1-3 gti pro lite mate


----------



## 3gdean (Jun 18, 2011)

Love Meyer

Like said add thinners for viscosity, cold weather below 20degrees.
used to keep mine on a little radiator to keep the temp consistant. flows beautifully.

Will say it prefers a closed coat to a gripper, have seen before with a too light of gripper and then next coat it almost looks like tiny silicones.

probably is the lacquer settling on panel tho


----------



## Scoobycarl (Aug 13, 2011)

Sound dean gonna do a little test on an old panel like a bonnet the weekend mate and see if a full coat first helps, its lovely to polish and goes off well so would like to persevere with it lol


----------



## Scoobycarl (Aug 13, 2011)

3gdean said:


> Love Meyer
> 
> Like said add thinners for viscosity, cold weather below 20degrees.
> used to keep mine on a little radiator to keep the temp consistant. flows beautifully.
> ...


Deffo looks like lots of tiny silicons that you have to flat out !


----------



## RattyMcClelland (Mar 26, 2012)

Adding thinners is adding more solvent. Get the clear warm in the gun might help.
I have not used 0300 persoanlly just i have the 0200 on my waterbased paint and its fantastic.
However noticable slighlty more yellow on the car compared my my no iso lacquer i used on the bumpers.


----------



## Scoobycarl (Aug 13, 2011)

I was told by my rep today that 0300 is compliant and 0200 non compliant clear and the 0200 is hs with a ms hardner ? Both smell awful too lol
I only added thinner by habbit really as the temp is nice n warm at the mo ?


----------



## Tom145 (Sep 1, 2013)

RattyMcClelland said:


> Adding thinners is adding more solvent. Get the clear warm in the gun might help.
> I have not used 0300 persoanlly just i have the 0200 on my waterbased paint and its fantastic.
> However noticable slighlty more yellow on the car compared my my no iso lacquer i used on the bumpers.

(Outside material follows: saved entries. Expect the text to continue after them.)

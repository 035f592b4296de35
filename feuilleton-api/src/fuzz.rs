#![cfg(test)]

use bolero::generator::{gen, gen_with};
use chrono::{Duration, TimeZone, Utc};
use uuid::Uuid;

use crate::*;

/// Turns random bytes into a thread shape: comment `i` replies to comment
/// `shape[i] % (i + 1)`, or is top-level when that equals `i` or when the
/// parent already sits at the deepest allowed level
fn parents(shape: &[u8]) -> Vec<Option<usize>> {
    let mut depths = Vec::with_capacity(shape.len());
    let mut parents = Vec::with_capacity(shape.len());
    for (i, b) in shape.iter().enumerate() {
        let parent = match *b as usize % (i + 1) {
            p if p == i => None,
            p if depths[p] >= MAX_REPLY_DEPTH => None,
            p => Some(p),
        };
        depths.push(parent.map(|p| depths[p] + 1).unwrap_or(1));
        parents.push(parent);
    }
    parents
}

fn rows_for(parents: &[Option<usize>]) -> Vec<CommentRow> {
    let start = Utc.with_ymd_and_hms(2024, 1, 1, 0, 0, 0).unwrap();
    let id = |i: usize| CommentId(Uuid::from_u128(i as u128 + 1));
    parents
        .iter()
        .enumerate()
        .map(|(i, p)| CommentRow {
            id: id(i),
            parent_id: p.map(id),
            author: UserRef::new(UserId::stub(), format!("user{}", i % 5), Role::Reader),
            content: format!("comment {i}"),
            reply_to: None,
            created_at: start + Duration::seconds(i as i64),
            likes: None,
        })
        // database order is arbitrary
        .rev()
        .collect()
}

fn depth_of(parents: &[Option<usize>], mut i: usize) -> usize {
    let mut depth = 1;
    while let Some(p) = parents[i] {
        depth += 1;
        i = p;
    }
    depth
}

fn recursive_count(comments: &[Comment]) -> usize {
    comments
        .iter()
        .map(|c| 1 + recursive_count(&c.replies))
        .sum()
}

#[test]
fn fuzz_count_matches_tree_size() {
    bolero::check!()
        .with_generator(gen_with::<Vec<u8>>().len(0..200usize))
        .cloned()
        .for_each(|shape| {
            let parents = parents(&shape);
            let thread = Thread::from_rows(Discussion::Post(PostId::stub()), rows_for(&parents))
                .expect("generated rows always form a tree");

            let total = thread.total_comments();
            assert_eq!(total, shape.len());
            assert_eq!(total, recursive_count(&thread.comments));
            assert_eq!(total, thread.walk().count());
            assert_eq!(total, thread.total_comments());
            assert_eq!(
                total,
                thread
                    .comments
                    .iter()
                    .map(|c| 1 + count_total_comments(&c.replies))
                    .sum::<usize>(),
            );

            let expected_depth = (0..parents.len())
                .map(|i| depth_of(&parents, i))
                .max()
                .unwrap_or(0);
            assert_eq!(thread.max_depth(), expected_depth);

            let mut previous_depth = 0;
            for (depth, _) in thread.walk() {
                // pre-order never skips a level on the way down
                assert!(depth <= previous_depth + 1);
                previous_depth = depth;
            }
        })
}

#[test]
fn fuzz_remove_takes_whole_subtree() {
    bolero::check!()
        .with_generator((gen_with::<Vec<u8>>().len(1..200usize), gen::<u8>()))
        .cloned()
        .for_each(|(shape, pick)| {
            let parents = parents(&shape);
            let mut thread =
                Thread::from_rows(Discussion::Post(PostId::stub()), rows_for(&parents))
                    .expect("generated rows always form a tree");
            let target = CommentId(Uuid::from_u128(pick as u128 % shape.len() as u128 + 1));

            let before = thread.total_comments();
            let removed = remove(&mut thread.comments, &target).expect("target is in the thread");
            let removed_size = count_total_comments(std::slice::from_ref(&removed));
            assert_eq!(removed.id, target);
            assert_eq!(thread.total_comments() + removed_size, before);
            assert!(find(&thread.comments, &target).is_none());

            let parent = parents[target.0.as_u128() as usize - 1]
                .map(|p| CommentId(Uuid::from_u128(p as u128 + 1)));
            match parent {
                None => thread.comments.push(removed),
                Some(p) => add_reply(&mut thread.comments, &p, removed)
                    .expect("parent of a removed comment stays in the thread"),
            }
            assert_eq!(thread.total_comments(), before);
        })
}
use chrono::Utc;

pub use uuid::{uuid, Uuid};
pub type Time = chrono::DateTime<Utc>;

pub const STUB_UUID: Uuid = uuid!("ffffffff-ffff-ffff-ffff-ffffffffffff");

mod comment;
mod error;
mod fuzz;
mod likes;
mod thread;
mod tree;
mod user;

pub use comment::{Comment, CommentId};
pub use error::Error;
pub use likes::Likes;
pub use thread::{count_label, ChapterId, CommentRow, Discussion, NovelId, PostId, Thread};
pub use tree::{
    add_reply, check_depth, count_total_comments, find, find_mut, max_depth, remove, walk, Walk,
    MAX_REPLY_DEPTH,
};
pub use user::{Avatar, ReplyTarget, Role, UserId, UserRef};
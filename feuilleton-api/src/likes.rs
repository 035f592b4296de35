use std::collections::BTreeSet;

use crate::UserId;

/// Engagement counter of a comment
///
/// `count` may be higher than `users.len()`: likes recorded before likers
/// were tracked only bumped the counter. It is never lower.
#[derive(Clone, Debug, Default, Eq, PartialEq, serde::Deserialize, serde::Serialize)]
#[serde(from = "RawLikes")]
pub struct Likes {
    pub count: u64,
    pub users: BTreeSet<UserId>,
}

#[derive(serde::Deserialize)]
struct RawLikes {
    #[serde(default)]
    count: u64,
    #[serde(default)]
    users: BTreeSet<UserId>,
}

impl From<RawLikes> for Likes {
    fn from(raw: RawLikes) -> Likes {
        let tracked = raw.users.len() as u64;
        let count = if raw.count < tracked {
            tracing::warn!(
                count = raw.count,
                tracked,
                "like counter lower than its set of likers, repairing"
            );
            tracked
        } else {
            raw.count
        };
        Likes {
            count,
            users: raw.users,
        }
    }
}

impl Likes {
    /// Returns whether `user` did not already like this
    pub fn like(&mut self, user: UserId) -> bool {
        let added = self.users.insert(user);
        if added {
            self.count += 1;
        }
        added
    }

    /// Returns whether `user` had liked this
    pub fn unlike(&mut self, user: &UserId) -> bool {
        let removed = self.users.remove(user);
        if removed {
            self.count = self.count.saturating_sub(1);
        }
        removed
    }

    pub fn is_liked_by(&self, user: &UserId) -> bool {
        self.users.contains(user)
    }
}
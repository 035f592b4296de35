//! Operations over a sequence of top-level comments and all their replies
//!
//! Nesting depth is chosen by whoever writes replies, so nothing here
//! recurses: every traversal keeps its own stack.

use crate::{Comment, CommentId, Error};

/// Number of comments in the thread, replies at every depth included
pub fn count_total_comments(comments: &[Comment]) -> usize {
    let mut total = 0;
    let mut pending = vec![comments];
    while let Some(level) = pending.pop() {
        total += level.len();
        pending.extend(
            level
                .iter()
                .map(|c| c.replies.as_slice())
                .filter(|r| !r.is_empty()),
        );
    }
    total
}

/// Pre-order walk over the thread, yielding each comment with its depth
/// (0 for top-level comments)
pub fn walk(comments: &[Comment]) -> Walk<'_> {
    Walk {
        stack: vec![(0, comments.iter())],
    }
}

pub struct Walk<'a> {
    stack: Vec<(usize, std::slice::Iter<'a, Comment>)>,
}

impl<'a> Iterator for Walk<'a> {
    type Item = (usize, &'a Comment);

    fn next(&mut self) -> Option<Self::Item> {
        loop {
            let (depth, level) = self.stack.last_mut()?;
            let depth = *depth;
            match level.next() {
                Some(c) => {
                    if !c.replies.is_empty() {
                        self.stack.push((depth + 1, c.replies.iter()));
                    }
                    return Some((depth, c));
                }
                None => {
                    self.stack.pop();
                }
            }
        }
    }
}

/// Deepest reply level a thread may have, top-level comments being level 1
///
/// Keeps exported threads within the nesting serde_json accepts on decode.
pub const MAX_REPLY_DEPTH: usize = 60;

/// Number of levels in the thread: 0 when empty, 1 when nobody replied
pub fn max_depth(comments: &[Comment]) -> usize {
    walk(comments).map(|(d, _)| d + 1).max().unwrap_or(0)
}

pub fn check_depth(comments: &[Comment]) -> Result<(), Error> {
    let depth = max_depth(comments);
    if depth > MAX_REPLY_DEPTH {
        return Err(Error::TooDeep {
            depth,
            max: MAX_REPLY_DEPTH,
        });
    }
    Ok(())
}

/// Indices leading to the first comment `id` in pre-order, the same one
/// [`walk`] reaches first
fn path_to(comments: &[Comment], id: &CommentId) -> Option<Vec<usize>> {
    let mut stack: Vec<(&[Comment], usize)> = vec![(comments, 0)];
    while let Some(&(level, i)) = stack.last() {
        let Some(c) = level.get(i) else {
            stack.pop();
            continue;
        };
        let top = stack.len() - 1;
        stack[top].1 += 1;
        if c.id == *id {
            return Some(stack.iter().map(|&(_, next)| next - 1).collect());
        }
        if !c.replies.is_empty() {
            stack.push((&c.replies, 0));
        }
    }
    None
}

pub fn find<'a>(comments: &'a [Comment], id: &CommentId) -> Option<&'a Comment> {
    walk(comments).map(|(_, c)| c).find(|c| c.id == *id)
}

pub fn find_mut<'a>(comments: &'a mut [Comment], id: &CommentId) -> Option<&'a mut Comment> {
    let path = path_to(comments, id)?;
    let (&first, rest) = path.split_first()?;
    let mut c = &mut comments[first];
    for &i in rest {
        c = &mut c.replies[i];
    }
    Some(c)
}

/// Appends `reply` at the end of the replies of comment `parent`
pub fn add_reply(
    comments: &mut [Comment],
    parent: &CommentId,
    reply: Comment,
) -> Result<(), Error> {
    let parent = find_mut(comments, parent).ok_or(Error::UnknownComment(*parent))?;
    parent.replies.push(reply);
    Ok(())
}

/// Removes comment `id` from the sequence it belongs to, and returns it
/// along with all of its replies
pub fn remove(comments: &mut Vec<Comment>, id: &CommentId) -> Option<Comment> {
    let path = path_to(comments, id)?;
    let (&last, parents) = path.split_last()?;
    let mut level = comments;
    for &i in parents {
        level = &mut level[i].replies;
    }
    Some(level.remove(last))
}

#[cfg(test)]
mod tests {
    use super::*;
    use crate::{Role, UserId, UserRef};
    use uuid::Uuid;

    fn leaf(id: u128) -> Comment {
        let mut c = Comment::new(
            UserRef::new(UserId::stub(), String::from("tester"), Role::Reader),
            format!("comment {id}"),
        );
        c.id = CommentId(Uuid::from_u128(id));
        c
    }

    fn node(id: u128, replies: Vec<Comment>) -> Comment {
        let mut c = leaf(id);
        c.replies = replies;
        c
    }

    fn id(id: u128) -> CommentId {
        CommentId(Uuid::from_u128(id))
    }

    // a: [b, c: [d]]
    fn example_thread() -> Vec<Comment> {
        vec![node(0xa, vec![leaf(0xb), node(0xc, vec![leaf(0xd)])])]
    }

    #[test]
    fn count_empty() {
        assert_eq!(count_total_comments(&[]), 0);
    }

    #[test]
    fn count_flat() {
        let comments = (0..7).map(leaf).collect::<Vec<_>>();
        assert_eq!(count_total_comments(&comments), 7);
    }

    #[test]
    fn count_direct_replies() {
        let comments = vec![node(0, (1..=5).map(leaf).collect())];
        assert_eq!(count_total_comments(&comments), 6);
    }

    #[test]
    fn count_chain() {
        let comments = vec![node(1, vec![node(2, vec![leaf(3)])])];
        assert_eq!(count_total_comments(&comments), 3);
    }

    #[test]
    fn count_example() {
        let comments = example_thread();
        assert_eq!(count_total_comments(&comments), 4);
        // counting only reads
        assert_eq!(count_total_comments(&comments), 4);
    }

    #[test]
    fn count_deep_chain() {
        let mut chain = leaf(0);
        for i in 1..200_000 {
            chain = node(i, vec![chain]);
        }
        let comments = vec![chain];
        assert_eq!(count_total_comments(&comments), 200_000);
        assert_eq!(max_depth(&comments), 200_000);
    }

    #[test]
    fn walk_is_preorder() {
        let comments = example_thread();
        let seen = walk(&comments).map(|(d, c)| (d, c.id)).collect::<Vec<_>>();
        assert_eq!(
            seen,
            vec![(0, id(0xa)), (1, id(0xb)), (1, id(0xc)), (2, id(0xd))],
        );
    }

    #[test]
    fn depths() {
        assert_eq!(max_depth(&[]), 0);
        assert_eq!(max_depth(&[leaf(1), leaf(2)]), 1);
        assert_eq!(max_depth(&example_thread()), 3);
    }

    #[test]
    fn finding() {
        let mut comments = example_thread();
        assert_eq!(find(&comments, &id(0xd)).map(|c| c.id), Some(id(0xd)));
        assert!(find(&comments, &id(0xe)).is_none());

        find_mut(&mut comments, &id(0xb)).expect("b is in the thread").content =
            String::from("edited");
        assert_eq!(find(&comments, &id(0xb)).unwrap().content, "edited");
        assert!(find_mut(&mut comments, &id(0xe)).is_none());
    }

    #[test]
    fn replying() {
        let mut comments = example_thread();
        add_reply(&mut comments, &id(0xd), leaf(0xe)).unwrap();
        add_reply(&mut comments, &id(0xa), leaf(0xf)).unwrap();
        assert_eq!(count_total_comments(&comments), 6);
        assert_eq!(max_depth(&comments), 4);
        assert_eq!(comments[0].replies.last().unwrap().id, id(0xf));

        assert_eq!(
            add_reply(&mut comments, &id(0x42), leaf(0x43)),
            Err(Error::UnknownComment(id(0x42))),
        );
        assert_eq!(count_total_comments(&comments), 6);
    }

    #[test]
    fn removing() {
        let mut comments = example_thread();
        let removed = remove(&mut comments, &id(0xc)).expect("c is in the thread");
        assert_eq!(count_total_comments(std::slice::from_ref(&removed)), 2);
        assert_eq!(count_total_comments(&comments), 2);
        assert!(find(&comments, &id(0xd)).is_none());

        assert!(remove(&mut comments, &id(0xc)).is_none());

        let removed = remove(&mut comments, &id(0xa)).expect("a is in the thread");
        assert_eq!(removed.replies.len(), 1);
        assert!(comments.is_empty());
    }

    #[test]
    fn duplicate_ids_resolve_to_the_same_comment() {
        // a: [x], x; where both x share an id
        let mut nested = leaf(0x9);
        nested.content = String::from("nested");
        let mut top = leaf(0x9);
        top.content = String::from("top");
        let mut comments = vec![node(0xa, vec![nested]), top];

        assert_eq!(find(&comments, &id(0x9)).unwrap().content, "nested");
        assert_eq!(find_mut(&mut comments, &id(0x9)).unwrap().content, "nested");

        add_reply(&mut comments, &id(0x9), leaf(0xb)).unwrap();
        assert_eq!(comments[0].replies[0].replies.len(), 1);
        assert!(comments[1].replies.is_empty());

        let removed = remove(&mut comments, &id(0x9)).unwrap();
        assert_eq!(removed.content, "nested");
        assert_eq!(find(&comments, &id(0x9)).unwrap().content, "top");
        assert_eq!(remove(&mut comments, &id(0x9)).unwrap().content, "top");
        assert_eq!(count_total_comments(&comments), 1);
    }

    #[test]
    fn depth_cap() {
        let mut chain = leaf(0);
        for i in 1..MAX_REPLY_DEPTH as u128 {
            chain = node(i, vec![chain]);
        }
        let mut comments = vec![chain];
        assert_eq!(check_depth(&comments), Ok(()));

        let deepest = CommentId(Uuid::from_u128(0));
        add_reply(&mut comments, &deepest, leaf(0x1000)).unwrap();
        assert_eq!(
            check_depth(&comments),
            Err(Error::TooDeep {
                depth: MAX_REPLY_DEPTH + 1,
                max: MAX_REPLY_DEPTH,
            }),
        );
    }
}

you should try out 0300 its only got a very slight tint to it, much more clear than C/A non iso.

with 0300 I dont use any thinners, I do a light coat then staight away with my full coat and never got any solvent pop, but im only using a spot gun not a full sized. If I dont get the finish i want after that i lightly mist it over and it helps get a better finish, panel temp normaly around 20-25oc, 5 min flash before I bake with ir lamp. hope this helps


----------



## Scoobycarl (Aug 13, 2011)

Tom145 said:


> you should try out 0300 its only got a very slight tint to it, much more clear than C/A non iso.
> 
> with 0300 I dont use any thinners, I do a light coat then staight away with my full coat and never got any solvent pop, but im only using a spot gun not a full sized. If I dont get the finish i want after that i lightly mist it over and it helps get a better finish, panel temp normaly around 20-25oc, 5 min flash before I bake with ir lamp. hope this helps


If your doing a light coat first is it a dust coat or fully closed coat ? I was doing a dry half coat first and it was getting these little silicon type popping straight away!


----------



## toddy23 (Jun 16, 2012)

With the 0300 I don't add thinners and just put two coats on the same,left 10 mins between coats,the grip and rip coat the drier your first coat the better cos you can hammer your last coat on and it sticks like flies round **** and doesn't run,,,,,,,,well it will if you get it wrong,,,,,,,,like said above are you sure it's not overspray settling back down on the job,,,,,,,,,,,when I do jobs at home I have two fans but don't use them whilst spraying maby 20 mins later I put them on but only do straight forward jobs at home and pick which I want but if it was a propper buisness and conditions where right I would do much bigger jobs


----------



## toddy23 (Jun 16, 2012)

Plus the 0300 is still soft when baked for 1/2 hour until cooled down so I don't really use it now cos the bodyshop I'm in now it's just speed,so I use the octoral c400 air dry with 24 hardener it's a 20 min bake but same again new clears you have to play around if you put coats on too quick it will pop leave 10 mins inbetween coats and it's great but that's the way you should be going if you've no proper booth or bake etc,you want things to go dust free pretty quick so try propper air dry clears like the octoral c400


----------



## Scoobycarl (Aug 13, 2011)

It cant be from falling down onto panel as i did a bumper corner and wing and it was all over it ! 
We used to spray 3-4 cars a day in my old works unit in the workshop with lovely results never a problem like this ! I was using crap thinners churchill i think as they had no upol but i have bought a 0200 kit with standard upol thinner so il try a few things out


----------



## Scoobycarl (Aug 13, 2011)

Still popping guys cant get my head round it ! No thinners grip n rip 2 wet coats semi wet and full wet tried em all now ! Think il have to ditch it and try another clear but i love how it buffs and stays after polishing its nice and hard next day and doesnt marr easily but feck me i have even dropped fluid down to 1.5 turns out and get it ! Im getting no dust hardly in basecoat stage so i know my fan is up to scratch and can almost paint without mask altho i wouldnt ! Even wondered if a bad batch was problem ? I have gone from extra fast to fast hardener still pops ! Its only tiny fine ones tho and have seen way worse but its doing me in now !


----------



## Aaran (Sep 18, 2007)

your air lines deffo dry and shooting clean air?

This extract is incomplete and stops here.